Friday, September 28, 2007

The Death of Newspapers

And if they think I'm going to visit their websites for news, they are in for a rude awakening.

I have had it with their papers, and their web coverage is even worse.

Newspapers continue shift towards Internet as print business fades" by David Gutierrez

(NewsTarget) U.S. newspaper publishers are shifting their focus away from print subscribers and toward the Internet as print advertising revenue continues to fall, according to presentations made at the annual Mid-Year Media Review, hosted by the Newspaper Association of America.

"The Internet is no longer an add-on," said Reid Ashe, chief operating officer of Media General. "For many applications such as breaking news or increasingly, classified advertising, it's now our primary medium."

Media General owns three metropolitan newspapers -- including the Tampa Tribune and Richmond Times Dispatch -- 22 daily community newspapers, 23 network-affiliated television stations and more than 150 other publications, such as weekly papers. In addition to these media outlets, Media General owns 75 affiliated online enterprises.

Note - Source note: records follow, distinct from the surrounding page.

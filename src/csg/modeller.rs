// SPDX-License-Identifier: Apache-2.0
// Copyright (c) 2025 Polyframe Inc.

//! Split-and-classify pipeline shared by all three operations

use super::compose::compose;
use super::{BooleanOp, ObjectGraph};
use crate::config::CsgConfig;
use crate::error::Result;
use crate::geometry::Solid;
use rand::rngs::StdRng;
use rand::SeedableRng;
use tracing::{debug, instrument};

/// Two solids split against each other and classified, ready to compose.
///
/// Construction does all the expensive work. Union, intersection and difference
/// then only select faces, so one modeller can answer all three.
#[derive(Debug, Clone)]
pub struct BooleanModeller {
    first: ObjectGraph,
    second: ObjectGraph,
    config: CsgConfig,
}

impl BooleanModeller {
    pub fn new(first: &Solid, second: &Solid) -> Result<Self> {
        Self::with_config(first, second, &CsgConfig::default())
    }

    #[instrument(skip_all, fields(
        first_triangles = first.triangle_count(),
        second_triangles = second.triangle_count(),
    ))]
    pub fn with_config(first: &Solid, second: &Solid, config: &CsgConfig) -> Result<Self> {
        config.validate()?;

        let mut a = ObjectGraph::new(first, config)?;
        let mut b = ObjectGraph::new(second, config)?;

        let overlapping = match (a.bound(), b.bound()) {
            (Some(x), Some(y)) => x.overlaps(y, config.plane_tolerance),
            _ => false,
        };
        if overlapping {
            let split_a = a.split_faces(&b, config)?;
            let split_b = b.split_faces(&a, config)?;
            debug!(
                split_a,
                split_b,
                faces_a = a.face_count(),
                faces_b = b.face_count(),
                "faces split"
            );
        } else {
            debug!("bounds do not overlap, skipping split");
        }

        // one generator for the whole evaluation keeps results reproducible per seed
        let mut rng = StdRng::seed_from_u64(config.seed);
        let traced_a = a.classify_faces(&b, config, &mut rng)?;
        let traced_b = b.classify_faces(&a, config, &mut rng)?;
        debug!(traced_a, traced_b, "faces classified");

        Ok(Self {
            first: a,
            second: b,
            config: config.clone(),
        })
    }

    pub fn first(&self) -> &ObjectGraph {
        &self.first
    }

    pub fn second(&self) -> &ObjectGraph {
        &self.second
    }

    pub fn config(&self) -> &CsgConfig {
        &self.config
    }

    /// Result of `op`; may be called any number of times
    pub fn compose(&self, op: BooleanOp) -> Result<Solid> {
        compose(&self.first, &self.second, op, self.config.vertex_tolerance)
    }

    pub fn union(&self) -> Result<Solid> {
        self.compose(BooleanOp::Union)
    }

    pub fn intersection(&self) -> Result<Solid> {
        self.compose(BooleanOp::Intersection)
    }

    pub fn difference(&self) -> Result<Solid> {
        self.compose(BooleanOp::Difference)
    }
}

Media General announced that it expects the profit from its print outlets to be lower in 2007 than 2006; the company's May revenues were 15% lower than its revenues from the same month last year. In contrast, it expects online revenue of $40 million for 2007, and $50 million for 2008.

Belo Chairman and CEO Robert W. Decherd announced the Dallas Morning News will reduce its distribution to within 100 miles of Dallas/Fort Worth, in order to save $9 million per year, and that it is planning other circulation cutting measures as well.

"In actively marketing our products, the emphasis should be on attracting quality subscribers rather than seeking quantity at any cost," Decherd said. "Instead of focusing on short-term performance, our goal over time is to deliver a stable audience with a demographic profile that is very attractive to advertisers -- and do so in the most cost effective way possible."

However, the Internet may not be as much of a salvation as many have thought. While newspapers' online advertising revenue continues to grow, this growth has slowed -- 20 percent this year, compared to 30 or 35 percent a few years ago. According to the media news site, this growth is not fast enough to offset declining print revenue."

If the web is the future, the MSM press is dead!